**Try it**
From the entries below, extract every line that includes the word "axes".

Collected data entries:
☆ ☆ ☆ ☆

impl TrajectoryDispatcher {
    pub fn new(channel: impl ActionChannel + 'static) -> Self {
        Self::from_arc(Arc::new(channel))
    }

    /// Share a channel the caller keeps its own reference to
    pub fn from_arc(channel: Arc<dyn ActionChannel>) -> Self {
        Self {
            channel,
            dispatch_lock: Mutex::new(()),
            current: Arc::new(watch::Sender::new(None)),
            telemetry: Arc::new(NoOpTelemetry),
        }
    }

    pub fn with_telemetry(mut self, telemetry: Arc<dyn DispatchTelemetry>) -> Self {
        self.telemetry = telemetry;
        self
    }

    pub fn channel(&self) -> &Arc<dyn ActionChannel> {
        &self.channel
    }

    pub fn preempt_handle(&self) -> PreemptHandle {
        PreemptHandle {
            current: Arc::clone(&self.current),
        }
    }

    /// Validate the axis ordering against the waypoint set and assemble the goal.
    ///
    /// Never touches the channel; failures here are caller bugs.
    pub fn build_goal<I, S>(
        axis_ordering: I,
        waypoints: WaypointSet,
        frame_id: impl Into<String>,
        start_time: StartTime,
    ) -> std::result::Result<TrajectoryGoal, ValidationError>
    where
        I: IntoIterator<Item = S>,
        S: Into<String>,
    {
        let axes = AxisOrdering::new(axis_ordering)?;
        TrajectoryGoal::new(axes, waypoints, frame_id, start_time)
    }

    /// Send `goal` and wait for its terminal outcome.
    ///
    /// `timeout` is measured from the moment the goal is sent. Every call
    /// creates a new remote execution.
    pub async fn dispatch(
        &self,
        goal: &TrajectoryGoal,
        timeout: Option<Duration>,
    ) -> Result<ExecutionOutcome> {
        self.start(goal).await?.wait(timeout).await
    }

    /// Send `goal` and return the in-flight dispatch without waiting on it.
    pub async fn start(&self, goal: &TrajectoryGoal) -> Result<ActiveGoal<'_>> {
        let guard = self.dispatch_lock.lock().await;

        let id = self.channel.send(goal).await?;
        let sent_at = Instant::now();
        let handle = GoalHandle::new(id);
        handle.apply(Transition::Sent);
        info!(
            "Sent goal {} with {} waypoints over {} axes (frame '{}')",
            id,
            goal.waypoints().len(),
            goal.axes().len(),
            goal.frame_id()
        );

        let events = match self.channel.subscribe_feedback(&id).await {
            Ok(events) => events,
            Err(e) => {
                // The goal is already out; don't leave it running unobserved.
                handle.apply(Transition::Preempted);
                if let Err(cancel_err) = self.channel.cancel(&id).await {
                    warn!("Failed to cancel goal {} after subscribe error: {}", id, cancel_err);
                }
                self.channel.release(&id).await;
                return Err(e.into());
            }
        };

        let preempt = handle.preempt.subscribe();
        self.current.send_replace(Some(handle.clone()));
        self.publish_status(&handle, "goal sent to executor").await;

        Ok(ActiveGoal {
            dispatcher: self,
            _guard: guard,
            handle,
            events,
            preempt,
            sent_at,
        })
    }

    /// Request cancellation of `handle`'s goal.
    ///
    /// The running dispatch issues the cancel to the executor and reports
    /// [`ExecutionOutcome::Preempted`]. Returns false, doing nothing, when the
    /// goal is already terminal.
    pub fn cancel(&self, handle: &GoalHandle) -> bool {
        if handle.is_terminal() {
            debug!("Cancel of goal {} ignored: already {}", handle.id, handle.state());
            return false;
        }
        handle.request_preempt()
    }

    async fn publish_status(&self, handle: &GoalHandle, message: &str) {
        let event = GoalStatusEvent::new(handle.id, handle.state(), message);
        if let Err(e) = self.telemetry.publish_status(&event).await {
            warn!("Failed to publish goal status: {}", e);
        }
    }

    /// Record a terminal outcome and report it
    async fn finish(
        &self,
        handle: &GoalHandle,
        transition: Transition,
        outcome: ExecutionOutcome,
        sent_at: Instant,
    ) -> Result<ExecutionOutcome> {
        if handle.apply(transition).is_none() {
            warn!("Goal {}: {:?} not allowed from {}", handle.id, transition, handle.state());
        }

        let elapsed = sent_at.elapsed();
        if outcome.is_success() {
            info!("Goal {} succeeded in {:.2}s", handle.id, elapsed.as_secs_f64());
        } else {
            warn!("Goal {} finished {} after {:.2}s", handle.id, outcome, elapsed.as_secs_f64());
        }

        self.publish_status(handle, &outcome.to_string()).await;
        let event = OutcomeEvent::new(handle.id, outcome.clone(), elapsed.as_millis() as u64);
        if let Err(e) = self.telemetry.publish_outcome(&event).await {
            warn!("Failed to publish outcome: {}", e);
        }
        Ok(outcome)
    }

    /// Terminate locally and make sure the executor stops the goal too
    async fn terminate_with_cancel(
        &self,
        handle: &GoalHandle,
        transition: Transition,
        outcome: ExecutionOutcome,
        sent_at: Instant,
    ) -> Result<ExecutionOutcome> {
        info!("Cancelling goal {} on executor ({})", handle.id, outcome);
        if let Err(e) = self.channel.cancel(&handle.id).await {
            error!("Cancel request for goal {} failed: {}", handle.id, e);
        }
        self.finish(handle, transition, outcome, sent_at).await
    }

    async fn finish_with_result(
        &self,
        handle: &GoalHandle,
        result: ResultEvent,
        sent_at: Instant,
    ) -> Result<ExecutionOutcome> {
        let (transition, outcome) = match result {
            ResultEvent::Succeeded => (Transition::Succeeded, ExecutionOutcome::Succeeded),
            ResultEvent::Aborted { reason } => {
                (Transition::Aborted, ExecutionOutcome::Aborted(reason))
            }
            ResultEvent::Canceled { reason } => {
                if let Some(reason) = reason {
                    info!("Goal {} canceled by executor: {}", handle.id, reason);
                }
                (Transition::Preempted, ExecutionOutcome::Preempted)
            }
        };
        self.finish(handle, transition, outcome, sent_at).await
    }
}

/// A sent goal whose outcome has not been collected yet.
///
/// Dropping it before [`ActiveGoal::wait`] returns cancels the goal on the
/// executor.
pub struct ActiveGoal<'a> {
    dispatcher: &'a TrajectoryDispatcher,
    _guard: MutexGuard<'a, ()>,
    handle: GoalHandle,
    events: FeedbackStream,
    preempt: watch::Receiver<bool>,
    sent_at: Instant,
}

☆ ☆ ☆ ☆

**Response to the exercise**
        let axes = AxisOrdering::new(axis_ordering)?;
        TrajectoryGoal::new(axes, waypoints, frame_id, start_time)
            "Sent goal {} with {} waypoints over {} axes (frame '{}')",
            goal.axes().len(),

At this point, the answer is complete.